Records from a data source

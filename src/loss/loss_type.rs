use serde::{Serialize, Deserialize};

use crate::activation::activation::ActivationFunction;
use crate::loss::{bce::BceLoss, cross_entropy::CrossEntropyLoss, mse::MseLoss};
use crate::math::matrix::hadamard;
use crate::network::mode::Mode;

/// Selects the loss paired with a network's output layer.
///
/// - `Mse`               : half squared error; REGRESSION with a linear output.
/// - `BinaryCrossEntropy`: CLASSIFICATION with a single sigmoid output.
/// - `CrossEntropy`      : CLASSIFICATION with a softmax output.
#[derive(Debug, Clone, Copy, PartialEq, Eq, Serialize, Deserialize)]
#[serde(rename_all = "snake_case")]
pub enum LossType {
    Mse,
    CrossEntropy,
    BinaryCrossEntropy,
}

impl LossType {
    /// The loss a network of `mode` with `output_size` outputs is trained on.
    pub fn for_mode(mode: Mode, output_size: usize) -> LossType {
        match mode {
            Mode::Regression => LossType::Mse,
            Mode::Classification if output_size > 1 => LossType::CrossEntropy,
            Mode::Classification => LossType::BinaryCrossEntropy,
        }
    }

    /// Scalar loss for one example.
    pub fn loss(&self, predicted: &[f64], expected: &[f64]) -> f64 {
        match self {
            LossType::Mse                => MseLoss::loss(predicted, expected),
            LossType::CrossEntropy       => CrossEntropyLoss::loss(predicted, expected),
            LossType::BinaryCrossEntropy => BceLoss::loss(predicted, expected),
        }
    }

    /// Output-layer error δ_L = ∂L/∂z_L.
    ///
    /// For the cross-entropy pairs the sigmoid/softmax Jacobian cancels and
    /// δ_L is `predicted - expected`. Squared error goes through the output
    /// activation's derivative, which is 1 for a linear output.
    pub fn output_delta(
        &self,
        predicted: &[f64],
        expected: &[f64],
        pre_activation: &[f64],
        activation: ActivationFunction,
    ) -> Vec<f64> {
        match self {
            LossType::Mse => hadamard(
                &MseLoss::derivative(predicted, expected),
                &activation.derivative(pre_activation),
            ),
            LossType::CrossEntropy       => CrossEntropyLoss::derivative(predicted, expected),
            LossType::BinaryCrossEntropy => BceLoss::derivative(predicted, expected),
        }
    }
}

...

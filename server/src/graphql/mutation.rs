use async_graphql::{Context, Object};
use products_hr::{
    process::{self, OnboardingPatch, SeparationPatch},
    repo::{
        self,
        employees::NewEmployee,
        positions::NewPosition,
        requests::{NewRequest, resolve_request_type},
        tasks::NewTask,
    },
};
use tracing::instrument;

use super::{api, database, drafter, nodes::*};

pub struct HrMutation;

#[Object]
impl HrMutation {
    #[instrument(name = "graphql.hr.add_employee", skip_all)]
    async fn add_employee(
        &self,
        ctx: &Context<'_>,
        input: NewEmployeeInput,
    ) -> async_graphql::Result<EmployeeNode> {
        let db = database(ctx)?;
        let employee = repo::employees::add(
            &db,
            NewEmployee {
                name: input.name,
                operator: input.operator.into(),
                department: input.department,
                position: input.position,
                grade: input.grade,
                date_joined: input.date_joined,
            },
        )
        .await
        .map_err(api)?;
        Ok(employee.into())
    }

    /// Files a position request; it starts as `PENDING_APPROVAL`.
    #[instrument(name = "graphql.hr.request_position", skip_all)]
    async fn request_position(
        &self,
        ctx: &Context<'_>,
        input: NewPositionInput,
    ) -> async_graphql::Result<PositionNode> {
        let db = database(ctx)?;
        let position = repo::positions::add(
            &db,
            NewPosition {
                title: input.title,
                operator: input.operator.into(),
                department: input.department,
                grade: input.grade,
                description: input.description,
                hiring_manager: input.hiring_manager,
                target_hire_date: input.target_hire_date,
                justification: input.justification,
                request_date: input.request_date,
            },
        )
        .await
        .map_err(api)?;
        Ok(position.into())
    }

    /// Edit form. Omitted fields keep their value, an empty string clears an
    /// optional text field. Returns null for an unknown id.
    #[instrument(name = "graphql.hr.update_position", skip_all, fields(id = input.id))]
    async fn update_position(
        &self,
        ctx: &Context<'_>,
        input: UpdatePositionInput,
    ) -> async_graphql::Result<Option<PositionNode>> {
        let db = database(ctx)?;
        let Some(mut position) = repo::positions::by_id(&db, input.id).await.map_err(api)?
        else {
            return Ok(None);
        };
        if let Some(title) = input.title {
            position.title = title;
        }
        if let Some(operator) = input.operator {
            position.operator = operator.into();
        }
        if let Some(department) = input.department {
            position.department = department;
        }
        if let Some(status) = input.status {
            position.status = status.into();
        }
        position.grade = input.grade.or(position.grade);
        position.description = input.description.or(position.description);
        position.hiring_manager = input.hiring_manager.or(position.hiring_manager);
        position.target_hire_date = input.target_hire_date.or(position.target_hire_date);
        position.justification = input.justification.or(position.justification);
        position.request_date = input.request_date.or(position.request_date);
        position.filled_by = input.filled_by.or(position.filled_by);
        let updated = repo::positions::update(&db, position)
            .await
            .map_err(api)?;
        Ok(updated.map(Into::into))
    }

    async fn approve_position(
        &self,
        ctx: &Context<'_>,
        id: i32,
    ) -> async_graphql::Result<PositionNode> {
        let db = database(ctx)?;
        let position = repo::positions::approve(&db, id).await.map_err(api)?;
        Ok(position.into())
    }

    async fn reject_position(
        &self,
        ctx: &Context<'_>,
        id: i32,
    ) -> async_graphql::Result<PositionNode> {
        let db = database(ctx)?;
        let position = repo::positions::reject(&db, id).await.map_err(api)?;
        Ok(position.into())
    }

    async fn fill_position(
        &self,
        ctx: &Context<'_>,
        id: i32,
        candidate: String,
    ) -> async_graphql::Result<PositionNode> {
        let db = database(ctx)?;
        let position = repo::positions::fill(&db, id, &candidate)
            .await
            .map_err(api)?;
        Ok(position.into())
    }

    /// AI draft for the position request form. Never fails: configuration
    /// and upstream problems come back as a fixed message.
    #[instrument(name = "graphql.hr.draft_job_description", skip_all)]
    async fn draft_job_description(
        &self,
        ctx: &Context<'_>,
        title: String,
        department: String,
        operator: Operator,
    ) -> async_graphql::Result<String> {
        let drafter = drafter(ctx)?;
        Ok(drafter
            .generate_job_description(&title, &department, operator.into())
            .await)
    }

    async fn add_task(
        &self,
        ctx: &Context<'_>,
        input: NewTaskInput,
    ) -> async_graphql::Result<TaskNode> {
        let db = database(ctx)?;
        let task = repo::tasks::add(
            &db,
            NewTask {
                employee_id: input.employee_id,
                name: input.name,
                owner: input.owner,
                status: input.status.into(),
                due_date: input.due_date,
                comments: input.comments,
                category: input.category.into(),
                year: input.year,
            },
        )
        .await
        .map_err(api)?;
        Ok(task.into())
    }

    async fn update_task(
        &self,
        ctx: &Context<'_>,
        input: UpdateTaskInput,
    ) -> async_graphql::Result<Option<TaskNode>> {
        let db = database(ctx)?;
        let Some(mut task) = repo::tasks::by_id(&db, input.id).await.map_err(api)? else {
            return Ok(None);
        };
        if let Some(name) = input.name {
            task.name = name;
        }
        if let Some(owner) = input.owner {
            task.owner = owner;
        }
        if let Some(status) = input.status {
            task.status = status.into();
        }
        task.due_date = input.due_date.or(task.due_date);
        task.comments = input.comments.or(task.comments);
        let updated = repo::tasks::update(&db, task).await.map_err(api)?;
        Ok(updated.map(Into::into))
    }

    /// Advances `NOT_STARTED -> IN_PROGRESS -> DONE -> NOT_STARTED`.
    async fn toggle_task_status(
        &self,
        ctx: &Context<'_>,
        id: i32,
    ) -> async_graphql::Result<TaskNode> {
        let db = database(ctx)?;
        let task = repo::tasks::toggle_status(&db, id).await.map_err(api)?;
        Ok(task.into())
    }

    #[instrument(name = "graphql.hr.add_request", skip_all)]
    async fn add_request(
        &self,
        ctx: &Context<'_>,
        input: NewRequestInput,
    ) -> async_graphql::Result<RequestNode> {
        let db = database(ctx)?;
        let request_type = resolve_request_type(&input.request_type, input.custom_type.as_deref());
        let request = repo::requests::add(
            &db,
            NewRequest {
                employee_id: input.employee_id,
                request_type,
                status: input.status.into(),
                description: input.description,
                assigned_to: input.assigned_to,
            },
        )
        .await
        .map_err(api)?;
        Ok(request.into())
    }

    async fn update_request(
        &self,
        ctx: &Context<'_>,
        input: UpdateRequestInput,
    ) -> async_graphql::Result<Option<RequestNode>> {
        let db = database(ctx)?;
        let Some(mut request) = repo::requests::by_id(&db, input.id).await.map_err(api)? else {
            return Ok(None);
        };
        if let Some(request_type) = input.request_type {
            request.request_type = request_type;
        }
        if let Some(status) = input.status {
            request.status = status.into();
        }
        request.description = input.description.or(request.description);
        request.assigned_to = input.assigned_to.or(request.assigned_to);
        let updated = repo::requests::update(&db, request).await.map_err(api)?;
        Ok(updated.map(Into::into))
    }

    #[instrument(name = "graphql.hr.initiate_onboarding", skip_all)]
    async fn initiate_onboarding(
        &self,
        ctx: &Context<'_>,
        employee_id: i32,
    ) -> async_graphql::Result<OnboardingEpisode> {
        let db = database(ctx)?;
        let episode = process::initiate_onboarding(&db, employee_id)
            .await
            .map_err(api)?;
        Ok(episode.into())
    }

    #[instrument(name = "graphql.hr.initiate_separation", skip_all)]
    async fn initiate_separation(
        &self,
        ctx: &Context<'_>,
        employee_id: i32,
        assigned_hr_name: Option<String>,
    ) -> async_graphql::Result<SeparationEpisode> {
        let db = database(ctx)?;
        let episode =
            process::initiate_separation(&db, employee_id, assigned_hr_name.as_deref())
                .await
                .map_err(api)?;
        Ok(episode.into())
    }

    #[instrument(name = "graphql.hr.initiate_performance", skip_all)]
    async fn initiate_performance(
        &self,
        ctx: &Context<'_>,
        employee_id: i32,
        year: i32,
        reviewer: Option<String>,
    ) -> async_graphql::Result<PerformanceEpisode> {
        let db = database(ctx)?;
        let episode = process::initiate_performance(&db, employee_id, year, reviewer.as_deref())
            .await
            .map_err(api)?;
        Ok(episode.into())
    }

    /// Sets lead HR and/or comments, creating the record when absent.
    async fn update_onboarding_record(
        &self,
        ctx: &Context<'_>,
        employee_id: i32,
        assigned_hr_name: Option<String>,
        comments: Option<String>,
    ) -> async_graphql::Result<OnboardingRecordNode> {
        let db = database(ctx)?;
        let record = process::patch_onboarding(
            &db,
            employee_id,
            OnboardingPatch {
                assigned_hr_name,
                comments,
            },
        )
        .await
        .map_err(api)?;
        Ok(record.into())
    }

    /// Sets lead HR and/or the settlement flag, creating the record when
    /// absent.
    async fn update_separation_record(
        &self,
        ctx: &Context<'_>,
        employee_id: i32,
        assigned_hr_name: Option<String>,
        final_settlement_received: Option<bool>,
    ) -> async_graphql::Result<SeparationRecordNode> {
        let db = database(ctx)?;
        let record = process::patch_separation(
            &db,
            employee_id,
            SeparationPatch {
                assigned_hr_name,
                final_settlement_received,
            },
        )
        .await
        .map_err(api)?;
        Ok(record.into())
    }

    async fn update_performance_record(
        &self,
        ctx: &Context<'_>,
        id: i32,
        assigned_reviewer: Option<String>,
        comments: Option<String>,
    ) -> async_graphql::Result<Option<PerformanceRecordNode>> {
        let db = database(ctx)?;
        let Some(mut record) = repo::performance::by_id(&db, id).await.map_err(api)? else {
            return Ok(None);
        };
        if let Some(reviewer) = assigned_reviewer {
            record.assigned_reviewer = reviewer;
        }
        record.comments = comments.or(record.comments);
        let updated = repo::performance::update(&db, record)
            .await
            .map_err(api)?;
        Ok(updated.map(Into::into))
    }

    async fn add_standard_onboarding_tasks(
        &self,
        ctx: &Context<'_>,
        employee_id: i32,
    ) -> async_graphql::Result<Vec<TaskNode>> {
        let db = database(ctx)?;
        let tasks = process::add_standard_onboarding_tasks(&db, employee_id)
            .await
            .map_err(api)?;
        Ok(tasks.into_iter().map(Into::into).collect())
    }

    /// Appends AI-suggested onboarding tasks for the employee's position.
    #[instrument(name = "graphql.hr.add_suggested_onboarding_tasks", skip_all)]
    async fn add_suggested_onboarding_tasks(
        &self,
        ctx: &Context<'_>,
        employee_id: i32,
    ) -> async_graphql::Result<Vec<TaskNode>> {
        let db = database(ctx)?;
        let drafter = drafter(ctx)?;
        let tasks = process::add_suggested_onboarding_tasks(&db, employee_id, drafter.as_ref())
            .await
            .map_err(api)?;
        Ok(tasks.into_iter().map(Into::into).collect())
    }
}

---

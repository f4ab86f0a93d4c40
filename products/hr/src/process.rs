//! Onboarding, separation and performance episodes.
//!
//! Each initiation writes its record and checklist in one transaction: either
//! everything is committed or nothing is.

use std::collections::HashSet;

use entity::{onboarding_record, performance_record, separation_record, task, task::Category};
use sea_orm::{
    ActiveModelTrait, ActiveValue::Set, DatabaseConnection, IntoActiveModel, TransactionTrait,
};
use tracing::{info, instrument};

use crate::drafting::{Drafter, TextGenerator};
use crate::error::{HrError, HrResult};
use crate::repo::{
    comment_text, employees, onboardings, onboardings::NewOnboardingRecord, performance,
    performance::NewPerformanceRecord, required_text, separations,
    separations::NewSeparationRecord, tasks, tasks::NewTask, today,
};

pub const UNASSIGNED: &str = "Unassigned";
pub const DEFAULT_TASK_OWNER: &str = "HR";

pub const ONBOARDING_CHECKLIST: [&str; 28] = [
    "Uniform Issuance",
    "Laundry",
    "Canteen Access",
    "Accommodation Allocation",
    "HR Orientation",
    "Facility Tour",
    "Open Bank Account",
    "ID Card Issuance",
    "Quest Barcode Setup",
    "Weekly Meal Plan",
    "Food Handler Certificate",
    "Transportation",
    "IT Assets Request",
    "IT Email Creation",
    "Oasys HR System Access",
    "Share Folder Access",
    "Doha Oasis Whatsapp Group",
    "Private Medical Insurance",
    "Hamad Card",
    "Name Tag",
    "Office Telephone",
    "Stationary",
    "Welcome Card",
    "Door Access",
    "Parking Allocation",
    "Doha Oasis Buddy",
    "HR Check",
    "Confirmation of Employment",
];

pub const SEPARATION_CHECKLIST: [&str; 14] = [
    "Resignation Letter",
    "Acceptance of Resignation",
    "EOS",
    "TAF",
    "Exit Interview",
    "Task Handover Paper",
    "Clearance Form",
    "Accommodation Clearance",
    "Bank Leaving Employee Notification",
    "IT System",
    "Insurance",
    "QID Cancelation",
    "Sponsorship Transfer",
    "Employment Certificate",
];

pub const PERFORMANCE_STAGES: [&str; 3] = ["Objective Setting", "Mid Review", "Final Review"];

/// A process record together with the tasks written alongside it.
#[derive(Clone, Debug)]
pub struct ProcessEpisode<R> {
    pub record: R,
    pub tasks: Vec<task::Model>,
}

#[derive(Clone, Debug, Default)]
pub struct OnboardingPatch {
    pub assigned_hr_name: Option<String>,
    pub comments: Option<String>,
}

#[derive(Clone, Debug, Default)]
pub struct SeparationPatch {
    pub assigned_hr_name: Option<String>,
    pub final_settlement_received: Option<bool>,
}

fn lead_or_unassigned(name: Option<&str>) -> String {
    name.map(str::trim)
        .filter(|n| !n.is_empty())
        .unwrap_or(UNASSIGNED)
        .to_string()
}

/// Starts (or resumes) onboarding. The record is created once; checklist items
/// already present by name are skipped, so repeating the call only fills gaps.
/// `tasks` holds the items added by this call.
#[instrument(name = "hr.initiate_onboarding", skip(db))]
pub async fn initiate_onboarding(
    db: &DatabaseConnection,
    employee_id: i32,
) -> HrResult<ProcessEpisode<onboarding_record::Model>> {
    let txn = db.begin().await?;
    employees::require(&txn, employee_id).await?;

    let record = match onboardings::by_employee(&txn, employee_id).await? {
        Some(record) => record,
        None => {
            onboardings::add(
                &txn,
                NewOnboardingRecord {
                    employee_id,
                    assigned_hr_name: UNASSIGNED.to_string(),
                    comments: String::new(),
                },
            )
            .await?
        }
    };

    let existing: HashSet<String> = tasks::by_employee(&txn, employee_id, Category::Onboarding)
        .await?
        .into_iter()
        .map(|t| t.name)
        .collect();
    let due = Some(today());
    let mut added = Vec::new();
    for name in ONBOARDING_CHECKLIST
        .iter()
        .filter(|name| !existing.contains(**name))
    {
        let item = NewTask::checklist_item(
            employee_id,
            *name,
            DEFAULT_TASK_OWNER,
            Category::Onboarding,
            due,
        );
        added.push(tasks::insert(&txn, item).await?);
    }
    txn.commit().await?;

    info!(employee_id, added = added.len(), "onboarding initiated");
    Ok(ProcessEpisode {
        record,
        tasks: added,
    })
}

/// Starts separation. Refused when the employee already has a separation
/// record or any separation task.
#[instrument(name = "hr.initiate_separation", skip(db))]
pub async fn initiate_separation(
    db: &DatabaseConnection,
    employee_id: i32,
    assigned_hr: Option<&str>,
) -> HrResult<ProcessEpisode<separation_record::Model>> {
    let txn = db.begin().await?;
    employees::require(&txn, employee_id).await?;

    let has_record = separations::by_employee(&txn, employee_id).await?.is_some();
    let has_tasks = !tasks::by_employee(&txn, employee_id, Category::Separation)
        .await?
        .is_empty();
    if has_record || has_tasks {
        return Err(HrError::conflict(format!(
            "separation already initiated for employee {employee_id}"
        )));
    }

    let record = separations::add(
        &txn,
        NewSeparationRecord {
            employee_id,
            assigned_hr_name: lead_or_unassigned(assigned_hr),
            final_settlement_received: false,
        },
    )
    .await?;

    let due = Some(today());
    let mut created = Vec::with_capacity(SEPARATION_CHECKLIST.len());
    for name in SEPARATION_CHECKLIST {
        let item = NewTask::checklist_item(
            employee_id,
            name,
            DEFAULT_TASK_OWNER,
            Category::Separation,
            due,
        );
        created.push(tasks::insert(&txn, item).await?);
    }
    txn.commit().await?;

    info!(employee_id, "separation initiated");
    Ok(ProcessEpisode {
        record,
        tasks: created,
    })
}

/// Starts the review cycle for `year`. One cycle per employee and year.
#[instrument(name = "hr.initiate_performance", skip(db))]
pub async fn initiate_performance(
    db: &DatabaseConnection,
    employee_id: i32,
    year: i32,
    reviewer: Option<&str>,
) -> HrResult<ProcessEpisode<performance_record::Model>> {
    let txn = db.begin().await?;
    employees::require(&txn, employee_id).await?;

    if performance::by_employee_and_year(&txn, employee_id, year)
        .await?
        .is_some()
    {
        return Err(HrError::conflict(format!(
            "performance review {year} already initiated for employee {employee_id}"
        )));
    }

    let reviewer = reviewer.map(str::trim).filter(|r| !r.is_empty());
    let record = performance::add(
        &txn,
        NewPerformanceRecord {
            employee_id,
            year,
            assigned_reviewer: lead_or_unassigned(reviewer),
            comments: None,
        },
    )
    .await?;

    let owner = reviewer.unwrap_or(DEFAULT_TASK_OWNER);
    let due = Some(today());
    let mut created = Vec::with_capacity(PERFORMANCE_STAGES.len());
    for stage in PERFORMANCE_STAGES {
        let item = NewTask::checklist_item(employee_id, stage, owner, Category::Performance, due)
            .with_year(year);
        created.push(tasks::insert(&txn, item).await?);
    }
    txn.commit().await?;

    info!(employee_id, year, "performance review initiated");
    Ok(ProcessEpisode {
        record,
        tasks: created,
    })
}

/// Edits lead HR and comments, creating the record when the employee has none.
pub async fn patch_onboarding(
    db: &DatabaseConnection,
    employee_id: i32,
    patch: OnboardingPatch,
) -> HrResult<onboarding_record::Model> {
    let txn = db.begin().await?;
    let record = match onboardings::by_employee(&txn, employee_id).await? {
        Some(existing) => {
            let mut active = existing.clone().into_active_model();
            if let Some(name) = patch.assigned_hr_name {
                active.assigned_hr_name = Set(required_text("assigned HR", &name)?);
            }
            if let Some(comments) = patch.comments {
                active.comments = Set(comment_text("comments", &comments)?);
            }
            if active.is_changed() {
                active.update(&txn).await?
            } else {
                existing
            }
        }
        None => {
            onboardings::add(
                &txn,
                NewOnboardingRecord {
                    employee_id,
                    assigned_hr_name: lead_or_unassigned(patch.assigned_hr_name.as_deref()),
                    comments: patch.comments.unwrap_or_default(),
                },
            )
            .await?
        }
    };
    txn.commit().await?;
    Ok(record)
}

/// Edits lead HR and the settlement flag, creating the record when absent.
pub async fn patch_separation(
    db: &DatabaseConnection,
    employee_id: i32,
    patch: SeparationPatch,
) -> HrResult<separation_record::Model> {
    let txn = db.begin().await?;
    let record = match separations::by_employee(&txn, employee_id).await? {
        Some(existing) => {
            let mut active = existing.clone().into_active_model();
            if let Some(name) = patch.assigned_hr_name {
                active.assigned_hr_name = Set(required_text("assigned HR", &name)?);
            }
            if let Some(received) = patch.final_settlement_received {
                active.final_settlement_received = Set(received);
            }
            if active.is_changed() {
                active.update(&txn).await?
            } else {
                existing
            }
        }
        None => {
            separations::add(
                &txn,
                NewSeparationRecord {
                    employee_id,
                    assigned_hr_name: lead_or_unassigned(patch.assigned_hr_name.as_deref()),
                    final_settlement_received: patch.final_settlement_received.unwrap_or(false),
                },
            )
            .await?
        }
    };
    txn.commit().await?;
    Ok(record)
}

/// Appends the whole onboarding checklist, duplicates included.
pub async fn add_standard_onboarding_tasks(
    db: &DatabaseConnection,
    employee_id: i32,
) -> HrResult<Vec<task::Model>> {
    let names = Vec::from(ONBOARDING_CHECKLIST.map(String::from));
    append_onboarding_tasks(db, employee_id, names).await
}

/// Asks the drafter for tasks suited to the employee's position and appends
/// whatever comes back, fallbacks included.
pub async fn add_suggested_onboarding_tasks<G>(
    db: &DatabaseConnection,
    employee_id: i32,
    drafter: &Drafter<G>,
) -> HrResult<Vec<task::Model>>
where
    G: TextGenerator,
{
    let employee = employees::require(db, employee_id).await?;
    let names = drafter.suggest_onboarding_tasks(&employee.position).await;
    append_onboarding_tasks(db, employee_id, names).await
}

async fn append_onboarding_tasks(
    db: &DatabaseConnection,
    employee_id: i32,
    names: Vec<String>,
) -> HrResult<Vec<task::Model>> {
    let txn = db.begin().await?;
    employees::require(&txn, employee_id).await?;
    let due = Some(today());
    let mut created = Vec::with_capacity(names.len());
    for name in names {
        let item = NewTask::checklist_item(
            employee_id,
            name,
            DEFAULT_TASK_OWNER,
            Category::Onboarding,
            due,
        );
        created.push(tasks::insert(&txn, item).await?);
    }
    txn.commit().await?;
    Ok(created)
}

## Work task
Copy out each line of the data in which the word "Insurance" appears.

## Written answer
    "Private Medical Insurance",
    "Insurance",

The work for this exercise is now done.